■ Your objective ■
Go through the entries below and say how many lines contain the string "TelemetryError"; write only that number.

◆ ◆ ◆ ◆

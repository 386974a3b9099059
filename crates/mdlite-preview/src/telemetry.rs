use clap::ValueEnum;
use thiserror::Error;
use tracing::level_filters::LevelFilter;
use tracing_subscriber::{
    fmt,
    layer::{Layer, SubscriberExt},
    util::SubscriberInitExt,
    EnvFilter,
};

/// Log output format.
#[derive(Debug, Clone, Copy, PartialEq, Eq, Default, ValueEnum)]
pub enum LogFormat {
    #[default]
    Compact,
    Json,
}

#[derive(Debug, Error)]
#[error("failed to install tracing subscriber: {0}")]
pub struct TelemetryError(String);

/// Install a global tracing subscriber writing to stderr.
///
/// Defaults to `info`; `RUST_LOG` overrides it.
pub fn init(format: LogFormat) -> Result<(), TelemetryError> {
    let env_filter = EnvFilter::builder()
        .with_default_directive(LevelFilter::INFO.into())
        .from_env_lossy();

    let fmt_layer = match format {
        LogFormat::Json => fmt::layer()
            .json()
            .with_writer(std::io::stderr)
            .with_target(true)
            .boxed(),
        LogFormat::Compact => fmt::layer()
            .compact()
            .with_writer(std::io::stderr)
            .with_target(true)
            .boxed(),
    };

    tracing_subscriber::registry()
        .with(env_filter)
        .with(fmt_layer)
        .try_init()
        .map_err(|err| TelemetryError(err.to_string()))
}
use anyhow::{Context, Result};
use clap::Parser;
use mdlite::{MarkdownOptions, MarkdownService};
use tokio::io::AsyncWriteExt;
use tracing::info;

use mdlite_preview::cli::CliArgs;
use mdlite_preview::{
    load_with_fallback, source_for, status_line, telemetry, DocumentSource, LoadedDocument,
    Preview,
};

#[tokio::main]
async fn main() -> Result<()> {
    let args = CliArgs::parse();
    telemetry::init(args.log_format)?;

    let service = MarkdownService::try_with_options(MarkdownOptions {
        tab_width: args.tab_width,
        ..Default::default()
    })?;

    let source = source_for(&args.source)?;
    let loaded = if args.no_fallback {
        let content = source
            .fetch(&args.source)
            .await
            .with_context(|| format!("failed to load {}", args.source))?;
        LoadedDocument::remote(content)
    } else {
        load_with_fallback(source.as_ref(), &args.source).await
    };

    let status = status_line(&args.source, &loaded);
    info!(origin = ?loaded.origin, "{status}");

    let page = Preview::new(&service)
        .show_source(!args.hide_source)
        .render(&loaded, &status);

    match &args.output {
        Some(path) => tokio::fs::write(path, page)
            .await
            .with_context(|| format!("failed to write {}", path.display()))?,
        None => {
            let mut stdout = tokio::io::stdout();
            stdout.write_all(page.as_bytes()).await?;
            stdout.flush().await?;
        }
    }

    Ok(())
}
//! Configuration options for Markdown conversion

use crate::{MarkdownError, Result};

/// Where rendered links open
#[derive(Debug, Clone, Copy, PartialEq, Eq, Default)]
pub enum LinkTarget {
    /// Open in a new browsing context (`target="_blank" rel="noopener"`)
    #[default]
    Blank,
    /// Plain anchors without `target`/`rel`
    SameWindow,
}

/// Options for MarkdownService
#[derive(Debug, Clone, PartialEq, Eq)]
pub struct MarkdownOptions {
    /// Number of spaces a tab expands to
    pub tab_width: usize,

    /// Link target behaviour
    pub link_target: LinkTarget,
}

impl MarkdownOptions {
    /// Check that the options describe a usable configuration.
    pub fn validate(&self) -> Result<()> {
        if self.tab_width == 0 {
            return Err(MarkdownError::InvalidOption(
                "tab_width must be at least 1".to_string(),
            ));
        }
        Ok(())
    }
}

impl Default for MarkdownOptions {
    fn default() -> Self {
        Self {
            tab_width: 4,
            link_target: LinkTarget::Blank,
        }
    }
}
//! Document loading with a single fallback.
//!
//! One attempt against the configured source; any failure (IO error,
//! non-success status, transport error, blank body) substitutes the embedded
//! document. There are no retries.

use std::path::PathBuf;

use async_trait::async_trait;
use reqwest::{header::CACHE_CONTROL, Client, Url};
use thiserror::Error;
use tracing::{debug, warn};

use crate::embedded::EMBEDDED_DOCUMENT;

/// Error raised while fetching a document.
#[derive(Debug, Error)]
pub enum LoadError {
    #[error("failed to read {path}: {source}")]
    Io {
        path: PathBuf,
        #[source]
        source: std::io::Error,
    },
    #[error("HTTP {0}")]
    Status(u16),
    #[error("request failed: {0}")]
    Request(#[from] reqwest::Error),
    #[error("invalid URL {0:?}")]
    InvalidUrl(String),
    #[error("document is empty")]
    Empty,
}

/// Where a loaded document came from.
#[derive(Debug, Clone, Copy, PartialEq, Eq)]
pub enum Origin {
    /// The requested source
    Remote,
    /// The built-in fallback document
    Embedded,
}

/// A document ready to render, tagged with where it came from.
#[derive(Debug)]
pub struct LoadedDocument {
    /// Raw Markdown source
    pub content: String,
    /// Whether this is the requested document or the fallback
    pub origin: Origin,
}

impl LoadedDocument {
    /// Create a new LoadedDocument from fetched content
    pub fn remote(content: String) -> Self {
        Self {
            content,
            origin: Origin::Remote,
        }
    }

    /// Create a new LoadedDocument holding the embedded fallback
    pub fn embedded() -> Self {
        Self {
            content: EMBEDDED_DOCUMENT.to_string(),
            origin: Origin::Embedded,
        }
    }

    /// Length in characters, as reported in the status line
    pub fn char_count(&self) -> usize {
        self.content.chars().count()
    }
}

/// Contract implemented by document sources.
#[async_trait]
pub trait DocumentSource: Send + Sync {
    /// Fetch the named document. Blank content is an error.
    async fn fetch(&self, name: &str) -> Result<String, LoadError>;
}

/// Reads documents from the local filesystem.
#[derive(Debug, Clone)]
pub struct FileSource {
    base: PathBuf,
}

impl FileSource {
    /// Create a new FileSource resolving names against `base`
    pub fn new(base: impl Into<PathBuf>) -> Self {
        Self { base: base.into() }
    }
}

#[async_trait]
impl DocumentSource for FileSource {
    async fn fetch(&self, name: &str) -> Result<String, LoadError> {
        let path = self.base.join(name);
        debug!(path = %path.display(), "reading document");
        let content = tokio::fs::read_to_string(&path)
            .await
            .map_err(|source| LoadError::Io { path, source })?;
        non_blank(content)
    }
}

/// Fetches documents over HTTP(S), bypassing caches.
#[derive(Debug, Clone)]
pub struct HttpSource {
    client: Client,
    base: Option<Url>,
}

impl HttpSource {
    /// Create a new HttpSource with a default client
    pub fn new() -> Result<Self, LoadError> {
        let client = Client::builder().build()?;
        Ok(Self { client, base: None })
    }

    /// Resolve relative names against `base`
    pub fn with_base(mut self, base: Url) -> Self {
        self.base = Some(base);
        self
    }

    fn resolve(&self, name: &str) -> Result<Url, LoadError> {
        match (Url::parse(name), &self.base) {
            (Ok(url), _) => Ok(url),
            (Err(_), Some(base)) => base
                .join(name)
                .map_err(|_| LoadError::InvalidUrl(name.to_string())),
            (Err(_), None) => Err(LoadError::InvalidUrl(name.to_string())),
        }
    }
}

#[async_trait]
impl DocumentSource for HttpSource {
    async fn fetch(&self, name: &str) -> Result<String, LoadError> {
        let url = self.resolve(name)?;
        debug!(%url, "fetching document");
        let response = self
            .client
            .get(url)
            .header(CACHE_CONTROL, "no-store")
            .send()
            .await?;

        let status = response.status();
        if !status.is_success() {
            return Err(LoadError::Status(status.as_u16()));
        }

        non_blank(response.text().await?)
    }
}

fn non_blank(content: String) -> Result<String, LoadError> {
    if content.trim().is_empty() {
        Err(LoadError::Empty)
    } else {
        Ok(content)
    }
}

/// Pick the source that can serve `name`: HTTP(S) URLs go over the network,
/// everything else is read from disk relative to the working directory.
pub fn source_for(name: &str) -> Result<Box<dyn DocumentSource>, LoadError> {
    if name.starts_with("http://") || name.starts_with("https://") {
        Ok(Box::new(HttpSource::new()?))
    } else {
        Ok(Box::new(FileSource::new(".")))
    }
}

/// Fetch `name` once, substituting the embedded document on any failure.
pub async fn load_with_fallback(source: &dyn DocumentSource, name: &str) -> LoadedDocument {
    match source.fetch(name).await {
        Ok(content) => LoadedDocument::remote(content),
        Err(err) => {
            warn!(%name, error = %err, "loading failed; using embedded document");
            LoadedDocument::embedded()
        }
    }
}

/// Describe what is being shown, e.g. `Showing input.md (120 chars)`.
pub fn status_line(name: &str, loaded: &LoadedDocument) -> String {
    match loaded.origin {
        Origin::Remote => format!("Showing {} ({} chars)", name, loaded.char_count()),
        Origin::Embedded => format!(
            "Showing embedded fallback ({} chars) • {} not found; loaded embedded content.",
            loaded.char_count(),
            name
        ),
    }
}

#[cfg(test)]
mod tests {
    use super::*;
    use std::fs;
    use tempfile::TempDir;
    use tokio::io::{AsyncReadExt, AsyncWriteExt};
    use tokio::net::TcpListener;
    use tokio::task::JoinHandle;

    /// Serve one HTTP response on a local port; the handle yields the raw request.
    async fn serve_once(status: &'static str, body: &'static str) -> (Url, JoinHandle<String>) {
        let listener = TcpListener::bind("127.0.0.1:0").await.unwrap();
        let addr = listener.local_addr().unwrap();

        let handle = tokio::spawn(async move {
            let (mut stream, _) = listener.accept().await.unwrap();
            let mut request = Vec::new();
            let mut buf = [0u8; 1024];
            while !request.windows(4).any(|w| w == b"\r\n\r\n") {
                let n = stream.read(&mut buf).await.unwrap();
                if n == 0 {
                    break;
                }
                request.extend_from_slice(&buf[..n]);
            }

            let response = format!(
                "HTTP/1.1 {status}\r\nContent-Length: {}\r\nConnection: close\r\n\r\n{body}",
                body.len()
            );
            // The client may hang up after reading the status line.
            let _ = stream.write_all(response.as_bytes()).await;
            let _ = stream.shutdown().await;
            String::from_utf8_lossy(&request).into_owned()
        });

        (Url::parse(&format!("http://{addr}/input.md")).unwrap(), handle)
    }

    fn local_http_source() -> HttpSource {
        HttpSource {
            client: Client::builder().no_proxy().build().unwrap(),
            base: None,
        }
    }

    struct FailingSource;

    #[async_trait]
    impl DocumentSource for FailingSource {
        async fn fetch(&self, _name: &str) -> Result<String, LoadError> {
            Err(LoadError::Status(404))
        }
    }

    #[tokio::test]
    async fn test_file_source_reads_document() {
        let dir = TempDir::new().unwrap();
        fs::write(dir.path().join("input.md"), "# Hi\n").unwrap();

        let source = FileSource::new(dir.path());
        let content = source.fetch("input.md").await.unwrap();
        assert_eq!(content, "# Hi\n");
    }

    #[tokio::test]
    async fn test_file_source_missing_file() {
        let dir = TempDir::new().unwrap();
        let source = FileSource::new(dir.path());
        let err = source.fetch("missing.md").await.unwrap_err();
        assert!(matches!(err, LoadError::Io { .. }));
    }

    #[tokio::test]
    async fn test_file_source_blank_file_is_empty() {
        let dir = TempDir::new().unwrap();
        fs::write(dir.path().join("blank.md"), " \n\t\n").unwrap();

        let source = FileSource::new(dir.path());
        let err = source.fetch("blank.md").await.unwrap_err();
        assert!(matches!(err, LoadError::Empty));
    }

    #[tokio::test]
    async fn test_fallback_on_failure() {
        let loaded = load_with_fallback(&FailingSource, "input.md").await;
        assert_eq!(loaded.origin, Origin::Embedded);
        assert_eq!(loaded.content, EMBEDDED_DOCUMENT);
    }

    #[tokio::test]
    async fn test_fallback_on_missing_file() {
        let dir = TempDir::new().unwrap();
        let loaded = load_with_fallback(&FileSource::new(dir.path()), "input.md").await;
        assert_eq!(loaded.origin, Origin::Embedded);
    }

    #[tokio::test]
    async fn test_remote_when_present() {
        let dir = TempDir::new().unwrap();
        fs::write(dir.path().join("input.md"), "text").unwrap();
        let loaded = load_with_fallback(&FileSource::new(dir.path()), "input.md").await;
        assert_eq!(loaded.origin, Origin::Remote);
        assert_eq!(loaded.content, "text");
    }

    #[test]
    fn test_status_line_remote() {
        let loaded = LoadedDocument::remote("héllo".to_string());
        assert_eq!(status_line("input.md", &loaded), "Showing input.md (5 chars)");
    }

    #[test]
    fn test_status_line_embedded() {
        let loaded = LoadedDocument::embedded();
        let status = status_line("input.md", &loaded);
        assert!(status.starts_with("Showing embedded fallback ("));
        assert!(status.ends_with("• input.md not found; loaded embedded content."));
    }

    #[test]
    fn test_http_resolve() {
        let source = HttpSource::new().unwrap();
        assert_eq!(
            source.resolve("https://example.com/a.md").unwrap().as_str(),
            "https://example.com/a.md"
        );
        assert!(matches!(
            source.resolve("input.md"),
            Err(LoadError::InvalidUrl(_))
        ));

        let source = source.with_base(Url::parse("https://example.com/docs/").unwrap());
        assert_eq!(
            source.resolve("input.md").unwrap().as_str(),
            "https://example.com/docs/input.md"
        );
    }

    #[tokio::test]
    async fn test_http_source_reads_body() {
        let (url, server) = serve_once("200 OK", "# Remote\n").await;
        let content = local_http_source().fetch(url.as_str()).await.unwrap();
        assert_eq!(content, "# Remote\n");

        let request = server.await.unwrap().to_ascii_lowercase();
        assert!(request.starts_with("get /input.md "));
        assert!(request.contains("cache-control: no-store"));
    }

    #[tokio::test]
    async fn test_http_source_error_status() {
        let (url, server) = serve_once("404 Not Found", "missing").await;
        let err = local_http_source().fetch(url.as_str()).await.unwrap_err();
        assert!(matches!(err, LoadError::Status(404)));
        server.await.unwrap();
    }

    #[tokio::test]
    async fn test_http_source_blank_body_is_empty() {
        let (url, server) = serve_once("200 OK", "  \n").await;
        let err = local_http_source().fetch(url.as_str()).await.unwrap_err();
        assert!(matches!(err, LoadError::Empty));
        server.await.unwrap();
    }

    #[tokio::test]
    async fn test_http_fallback_outcomes() {
        let source = local_http_source();

        let (url, _server) = serve_once("500 Internal Server Error", "").await;
        let loaded = load_with_fallback(&source, url.as_str()).await;
        assert_eq!(loaded.origin, Origin::Embedded);
        assert_eq!(loaded.content, EMBEDDED_DOCUMENT);

        let (url, _server) = serve_once("200 OK", "").await;
        let loaded = load_with_fallback(&source, url.as_str()).await;
        assert_eq!(loaded.origin, Origin::Embedded);

        let (url, _server) = serve_once("200 OK", "text").await;
        let loaded = load_with_fallback(&source, url.as_str()).await;
        assert_eq!(loaded.origin, Origin::Remote);
        assert_eq!(loaded.content, "text");
    }

    #[test]
    fn test_source_for_local_path() {
        assert!(source_for("input.md").is_ok());
    }
}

◆ ◆ ◆ ◆

■ Task result ■
3